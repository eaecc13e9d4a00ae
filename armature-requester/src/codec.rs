//! JSON/XML codecs and typed result targets.
//!
//! Bodies and result targets are typed at the call site and erased here, so
//! a client can swap the codec for a format without the request builder
//! becoming generic. A `Codec` override works on `serde_json::Value`; when no
//! override is installed the typed value goes straight through `serde_json`
//! or `quick-xml`.

use std::any::Any;
use std::fmt;
use std::sync::Arc;

use serde::Serialize;
use serde::de::DeserializeOwned;

use crate::error::{BoxError, HttpClientError, Result};

/// Pluggable codec for one wire format.
pub trait Codec: Send + Sync {
    /// Encode a value into bytes.
    fn encode(&self, value: &serde_json::Value) -> std::result::Result<Vec<u8>, BoxError>;

    /// Decode bytes into a value.
    fn decode(&self, bytes: &[u8]) -> std::result::Result<serde_json::Value, BoxError>;
}

/// Wire format of an encoded body.
#[derive(Debug, Clone, Copy, PartialEq, Eq)]
pub enum Format {
    /// `application/json`
    Json,
    /// `application/xml`
    Xml,
}

impl Format {
    /// Content type emitted for a body of this format.
    pub fn content_type(self) -> &'static str {
        match self {
            Self::Json => "application/json",
            Self::Xml => "application/xml",
        }
    }

    /// Pick a decoding format from a response content type.
    ///
    /// Anything that is not recognisably XML decodes as JSON.
    pub fn sniff(content_type: &str) -> Self {
        if content_type.contains("application/json") {
            Self::Json
        } else if content_type.contains("application/xml") || content_type.contains("text/xml") {
            Self::Xml
        } else {
            Self::Json
        }
    }
}

/// Codec overrides for a client.
#[derive(Clone, Default)]
pub struct Codecs {
    json: Option<Arc<dyn Codec>>,
    xml: Option<Arc<dyn Codec>>,
}

impl Codecs {
    pub(crate) fn set(&mut self, format: Format, codec: Arc<dyn Codec>) {
        match format {
            Format::Json => self.json = Some(codec),
            Format::Xml => self.xml = Some(codec),
        }
    }

    fn override_for(&self, format: Format) -> Option<&Arc<dyn Codec>> {
        match format {
            Format::Json => self.json.as_ref(),
            Format::Xml => self.xml.as_ref(),
        }
    }

    /// Encode a value with the codec registered for `format`.
    pub fn encode<T: Serialize + ?Sized>(&self, format: Format, value: &T) -> Result<Vec<u8>> {
        if let Some(codec) = self.override_for(format) {
            let value = serde_json::to_value(value).map_err(encode_err)?;
            return codec.encode(&value).map_err(encode_err);
        }

        match format {
            Format::Json => serde_json::to_vec(value).map_err(encode_err),
            Format::Xml => quick_xml::se::to_string(value)
                .map(String::into_bytes)
                .map_err(encode_err),
        }
    }

    /// Decode bytes with the codec registered for `format`.
    pub fn decode<T: DeserializeOwned>(&self, format: Format, bytes: &[u8]) -> Result<T> {
        if let Some(codec) = self.override_for(format) {
            let value = codec.decode(bytes).map_err(decode_err)?;
            return serde_json::from_value(value).map_err(decode_err);
        }

        match format {
            Format::Json => serde_json::from_slice(bytes).map_err(decode_err),
            Format::Xml => quick_xml::de::from_reader(bytes).map_err(decode_err),
        }
    }
}

impl fmt::Debug for Codecs {
    fn fmt(&self, f: &mut fmt::Formatter<'_>) -> fmt::Result {
        f.debug_struct("Codecs")
            .field("json_override", &self.json.is_some())
            .field("xml_override", &self.xml.is_some())
            .finish()
    }
}

fn encode_err(e: impl fmt::Display) -> HttpClientError {
    HttpClientError::Encode(e.to_string())
}

fn decode_err(e: impl fmt::Display) -> HttpClientError {
    HttpClientError::Decode(e.to_string())
}

/// A body value that can be encoded later with the client's codecs.
pub(crate) trait EncodeBody: Send + Sync {
    fn encode(&self, format: Format, codecs: &Codecs) -> Result<Vec<u8>>;
}

impl<T: Serialize + Send + Sync> EncodeBody for T {
    fn encode(&self, format: Format, codecs: &Codecs) -> Result<Vec<u8>> {
        codecs.encode(format, self)
    }
}

pub(crate) type DecodedValue = Box<dyn Any + Send + Sync>;

type DecodeFn = fn(&Codecs, Format, &[u8]) -> Result<DecodedValue>;

/// Type-erased destination for an auto-decoded response body.
#[derive(Clone, Copy)]
pub(crate) struct ResultTarget {
    type_name: &'static str,
    decode: DecodeFn,
}

impl ResultTarget {
    pub(crate) fn of<T>() -> Self
    where
        T: DeserializeOwned + Send + Sync + 'static,
    {
        Self {
            type_name: std::any::type_name::<T>(),
            decode: decode_erased::<T>,
        }
    }

    pub(crate) fn decode(&self, codecs: &Codecs, format: Format, bytes: &[u8]) -> Result<DecodedValue> {
        (self.decode)(codecs, format, bytes)
    }
}

impl fmt::Debug for ResultTarget {
    fn fmt(&self, f: &mut fmt::Formatter<'_>) -> fmt::Result {
        f.debug_tuple("ResultTarget").field(&self.type_name).finish()
    }
}

fn decode_erased<T>(codecs: &Codecs, format: Format, bytes: &[u8]) -> Result<DecodedValue>
where
    T: DeserializeOwned + Send + Sync + 'static,
{
    codecs
        .decode::<T>(format, bytes)
        .map(|value| Box::new(value) as DecodedValue)
}

#[cfg(test)]
mod tests {
    use super::*;
    use serde::Deserialize;

    #[derive(Debug, PartialEq, Serialize, Deserialize)]
    struct User {
        name: String,
        age: u32,
    }

    struct UppercaseKeys;

    impl Codec for UppercaseKeys {
        fn encode(&self, value: &serde_json::Value) -> std::result::Result<Vec<u8>, BoxError> {
            let mut out = serde_json::Map::new();
            if let Some(map) = value.as_object() {
                for (k, v) in map {
                    out.insert(k.to_uppercase(), v.clone());
                }
            }
            Ok(serde_json::to_vec(&out)?)
        }

        fn decode(&self, bytes: &[u8]) -> std::result::Result<serde_json::Value, BoxError> {
            let value: serde_json::Value = serde_json::from_slice(bytes)?;
            let mut out = serde_json::Map::new();
            if let Some(map) = value.as_object() {
                for (k, v) in map {
                    out.insert(k.to_lowercase(), v.clone());
                }
            }
            Ok(serde_json::Value::Object(out))
        }
    }

    #[test]
    fn test_sniff_content_type() {
        assert_eq!(Format::sniff("application/json; charset=utf-8"), Format::Json);
        assert_eq!(Format::sniff("application/xml"), Format::Xml);
        assert_eq!(Format::sniff("text/xml; charset=utf-8"), Format::Xml);
        assert_eq!(Format::sniff("text/plain"), Format::Json);
        assert_eq!(Format::sniff(""), Format::Json);
    }

    #[test]
    fn test_xml_decode_typed() {
        let codecs = Codecs::default();
        let user: User = codecs
            .decode(Format::Xml, b"<User><name>John</name><age>30</age></User>")
            .unwrap();
        assert_eq!(user, User { name: "John".into(), age: 30 });
    }

    #[test]
    fn test_xml_encode_uses_struct_name_as_root() {
        let codecs = Codecs::default();
        let bytes = codecs
            .encode(Format::Xml, &User { name: "Jane".into(), age: 25 })
            .unwrap();
        assert_eq!(
            String::from_utf8(bytes).unwrap(),
            "<User><name>Jane</name><age>25</age></User>"
        );
    }

    #[test]
    fn test_override_codec_is_used() {
        let mut codecs = Codecs::default();
        codecs.set(Format::Json, Arc::new(UppercaseKeys));

        let bytes = codecs
            .encode(Format::Json, &serde_json::json!({"name": "John"}))
            .unwrap();
        assert_eq!(bytes, br#"{"NAME":"John"}"#);

        let user: User = codecs
            .decode(Format::Json, br#"{"NAME":"John","AGE":30}"#)
            .unwrap();
        assert_eq!(user.age, 30);
    }

    #[test]
    fn test_decode_failure_maps_to_decode_error() {
        let codecs = Codecs::default();
        let err = codecs.decode::<User>(Format::Json, b"not json").unwrap_err();
        assert!(matches!(err, HttpClientError::Decode(_)));
    }

    #[test]
    fn test_result_target_downcasts() {
        let target = ResultTarget::of::<User>();
        let value = target
            .decode(&Codecs::default(), Format::Json, br#"{"name":"John","age":30}"#)
            .unwrap();
        let user = value.downcast_ref::<User>().unwrap();
        assert_eq!(user.name, "John");
        assert!(format!("{target:?}").contains("User"));
    }
}
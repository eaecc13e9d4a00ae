//! Request body payloads and their wire encoding.

use std::fmt;
use std::sync::Arc;

use bytes::Bytes;
use futures::StreamExt;
use futures::stream::BoxStream;
use parking_lot::Mutex;

use crate::codec::{Codecs, EncodeBody, Format};
use crate::error::{BoxError, HttpClientError, Result};

/// Chunk size used when reporting upload progress.
const PROGRESS_CHUNK_SIZE: usize = 64 * 1024;

/// Content type of a url-encoded form body.
pub(crate) const FORM_CONTENT_TYPE: &str = "application/x-www-form-urlencoded";

/// Stream handle accepted by `Request::body_stream`.
pub(crate) type BodyStream = BoxStream<'static, std::result::Result<Bytes, BoxError>>;

/// Upload progress callback: `(bytes_written, bytes_total)`.
pub type ProgressFn = Arc<dyn Fn(u64, Option<u64>) + Send + Sync>;

/// Body payload set on a request. Setting one replaces the previous one.
#[derive(Clone)]
pub(crate) enum Body {
    Bytes(Bytes),
    Text(String),
    /// Single-use; shared between clones of the same request.
    Stream(Arc<Mutex<Option<BodyStream>>>),
    Json(Arc<dyn EncodeBody>),
    Xml(Arc<dyn EncodeBody>),
}

impl Body {
    pub(crate) fn stream(stream: BodyStream) -> Self {
        Self::Stream(Arc::new(Mutex::new(Some(stream))))
    }
}

impl fmt::Debug for Body {
    fn fmt(&self, f: &mut fmt::Formatter<'_>) -> fmt::Result {
        match self {
            Self::Bytes(b) => f.debug_tuple("Bytes").field(&b.len()).finish(),
            Self::Text(s) => f.debug_tuple("Text").field(&s.len()).finish(),
            Self::Stream(_) => f.write_str("Stream"),
            Self::Json(_) => f.write_str("Json"),
            Self::Xml(_) => f.write_str("Xml"),
        }
    }
}

/// Bytes ready for the wire.
pub(crate) enum Payload {
    Empty,
    Full(Bytes),
    Stream(BodyStream),
}

/// Output of the body encoder.
pub(crate) struct EncodedBody {
    pub payload: Payload,
    /// Content type implied by the body kind, applied only when the caller
    /// has not set one explicitly.
    pub content_type: Option<&'static str>,
}

impl EncodedBody {
    fn new(payload: Payload, content_type: Option<&'static str>) -> Self {
        Self { payload, content_type }
    }

    /// Size in bytes when known up front.
    pub fn len(&self) -> Option<u64> {
        match &self.payload {
            Payload::Empty => Some(0),
            Payload::Full(bytes) => Some(bytes.len() as u64),
            Payload::Stream(_) => None,
        }
    }

    /// Convert into a reqwest body, reporting progress through `progress`.
    pub fn into_reqwest(self, progress: Option<&ProgressFn>) -> Option<reqwest::Body> {
        match (self.payload, progress) {
            (Payload::Empty, _) => None,
            (Payload::Full(bytes), None) => Some(reqwest::Body::from(bytes)),
            (Payload::Stream(stream), None) => Some(reqwest::Body::wrap_stream(stream)),
            (Payload::Full(bytes), Some(progress)) => {
                let total = bytes.len() as u64;
                let chunks: Vec<Bytes> = (0..bytes.len())
                    .step_by(PROGRESS_CHUNK_SIZE)
                    .map(|start| bytes.slice(start..(start + PROGRESS_CHUNK_SIZE).min(bytes.len())))
                    .collect();
                let stream = futures::stream::iter(chunks.into_iter().map(Ok::<_, BoxError>));
                Some(reqwest::Body::wrap_stream(report_progress(stream, progress.clone(), Some(total))))
            }
            (Payload::Stream(stream), Some(progress)) => {
                Some(reqwest::Body::wrap_stream(report_progress(stream, progress.clone(), None)))
            }
        }
    }
}

fn report_progress<S>(stream: S, progress: ProgressFn, total: Option<u64>) -> BodyStream
where
    S: futures::Stream<Item = std::result::Result<Bytes, BoxError>> + Send + 'static,
{
    let mut written = 0u64;
    stream
        .map(move |chunk| {
            if let Ok(chunk) = &chunk {
                written += chunk.len() as u64;
                progress(written, total);
            }
            chunk
        })
        .boxed()
}

/// Form pairs contributed by the client and the request.
#[derive(Debug, Clone, Copy)]
pub(crate) struct FormData<'a> {
    pub client: &'a [(String, String)],
    pub request: &'a [(String, String)],
}

impl FormData<'_> {
    fn is_empty(&self) -> bool {
        self.client.is_empty() && self.request.is_empty()
    }
}

/// Encode a request body.
///
/// An explicit body always wins; form data is only used when no body is set.
pub(crate) fn encode_body(body: Option<&Body>, form: FormData<'_>, codecs: &Codecs) -> Result<EncodedBody> {
    let Some(body) = body else {
        if form.is_empty() {
            return Ok(EncodedBody::new(Payload::Empty, None));
        }
        let pairs: Vec<&(String, String)> = form.client.iter().chain(form.request.iter()).collect();
        let encoded = serde_urlencoded::to_string(pairs)
            .map_err(|e| HttpClientError::Encode(e.to_string()))?;
        return Ok(EncodedBody::new(
            Payload::Full(Bytes::from(encoded)),
            Some(FORM_CONTENT_TYPE),
        ));
    };

    if !form.is_empty() {
        tracing::debug!("Request has both a body and form data, form data is ignored");
    }

    let encoded = match body {
        Body::Json(value) => EncodedBody::new(
            Payload::Full(Bytes::from(value.encode(Format::Json, codecs)?)),
            Some(Format::Json.content_type()),
        ),
        Body::Xml(value) => EncodedBody::new(
            Payload::Full(Bytes::from(value.encode(Format::Xml, codecs)?)),
            Some(Format::Xml.content_type()),
        ),
        Body::Bytes(bytes) => EncodedBody::new(Payload::Full(bytes.clone()), None),
        Body::Text(text) => EncodedBody::new(Payload::Full(Bytes::from(text.clone())), None),
        Body::Stream(slot) => {
            let stream = slot.lock().take().ok_or_else(|| {
                HttpClientError::Encode("stream body was already consumed".to_string())
            })?;
            EncodedBody::new(Payload::Stream(stream), None)
        }
    };

    Ok(encoded)
}

#[cfg(test)]
mod tests {
    use super::*;
    use std::sync::atomic::{AtomicU64, Ordering};

    const NO_FORM: FormData<'static> = FormData { client: &[], request: &[] };

    fn full(encoded: EncodedBody) -> Bytes {
        match encoded.payload {
            Payload::Full(bytes) => bytes,
            _ => panic!("expected a full payload"),
        }
    }

    #[test]
    fn test_json_body_sets_content_type() {
        let body = Body::Json(Arc::new(serde_json::json!({"name": "John"})));
        let encoded = encode_body(Some(&body), NO_FORM, &Codecs::default()).unwrap();
        assert_eq!(encoded.content_type, Some("application/json"));
        assert_eq!(full(encoded), Bytes::from_static(br#"{"name":"John"}"#));
    }

    #[test]
    fn test_raw_bodies_have_no_content_type() {
        let encoded = encode_body(Some(&Body::Text("hello".into())), NO_FORM, &Codecs::default()).unwrap();
        assert_eq!(encoded.content_type, None);
        assert_eq!(encoded.len(), Some(5));

        let encoded = encode_body(
            Some(&Body::Bytes(Bytes::from_static(b"\x00\x01"))),
            NO_FORM,
            &Codecs::default(),
        )
        .unwrap();
        assert_eq!(encoded.content_type, None);
        assert_eq!(full(encoded), Bytes::from_static(b"\x00\x01"));
    }

    #[test]
    fn test_form_data_merges_client_then_request() {
        let client = vec![("a".to_string(), "1".to_string())];
        let request = vec![("b".to_string(), "x y".to_string()), ("a".to_string(), "2".to_string())];
        let form = FormData { client: &client, request: &request };
        let encoded = encode_body(None, form, &Codecs::default()).unwrap();
        assert_eq!(encoded.content_type, Some(FORM_CONTENT_TYPE));
        assert_eq!(full(encoded), Bytes::from_static(b"a=1&b=x+y&a=2"));
    }

    #[test]
    fn test_body_takes_precedence_over_form() {
        let request = vec![("a".to_string(), "1".to_string())];
        let form = FormData { client: &[], request: &request };
        let encoded = encode_body(Some(&Body::Text("raw".into())), form, &Codecs::default()).unwrap();
        assert_eq!(encoded.content_type, None);
        assert_eq!(full(encoded), Bytes::from_static(b"raw"));
    }

    #[test]
    fn test_no_body_no_form_is_empty() {
        let encoded = encode_body(None, NO_FORM, &Codecs::default()).unwrap();
        assert!(matches!(encoded.payload, Payload::Empty));
        assert!(encoded.into_reqwest(None).is_none());
    }

    #[test]
    fn test_stream_body_is_single_use() {
        let stream = futures::stream::iter(vec![Ok::<_, BoxError>(Bytes::from_static(b"chunk"))]).boxed();
        let body = Body::stream(stream);
        let shared = body.clone();

        let first = encode_body(Some(&body), NO_FORM, &Codecs::default()).unwrap();
        assert_eq!(first.len(), None);

        let second = encode_body(Some(&shared), NO_FORM, &Codecs::default());
        assert!(matches!(second, Err(HttpClientError::Encode(_))));
    }

    #[tokio::test]
    async fn test_progress_reports_each_chunk() {
        let seen = Arc::new(AtomicU64::new(0));
        let calls = Arc::new(AtomicU64::new(0));
        let progress: ProgressFn = {
            let seen = seen.clone();
            let calls = calls.clone();
            Arc::new(move |written, total| {
                assert_eq!(total, Some(PROGRESS_CHUNK_SIZE as u64 + 10));
                seen.store(written, Ordering::SeqCst);
                calls.fetch_add(1, Ordering::SeqCst);
            })
        };

        let data = Bytes::from(vec![7u8; PROGRESS_CHUNK_SIZE + 10]);
        let stream = report_progress(
            futures::stream::iter(vec![
                Ok(data.slice(..PROGRESS_CHUNK_SIZE)),
                Ok(data.slice(PROGRESS_CHUNK_SIZE..)),
            ]),
            progress,
            Some(data.len() as u64),
        );
        let chunks: Vec<_> = stream.collect().await;

        assert_eq!(chunks.len(), 2);
        assert_eq!(calls.load(Ordering::SeqCst), 2);
        assert_eq!(seen.load(Ordering::SeqCst), data.len() as u64);
    }
}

----

Instructions for the task: Work out how many lines in the data hold the word "through"; reply with the number alone.

Answer box: 2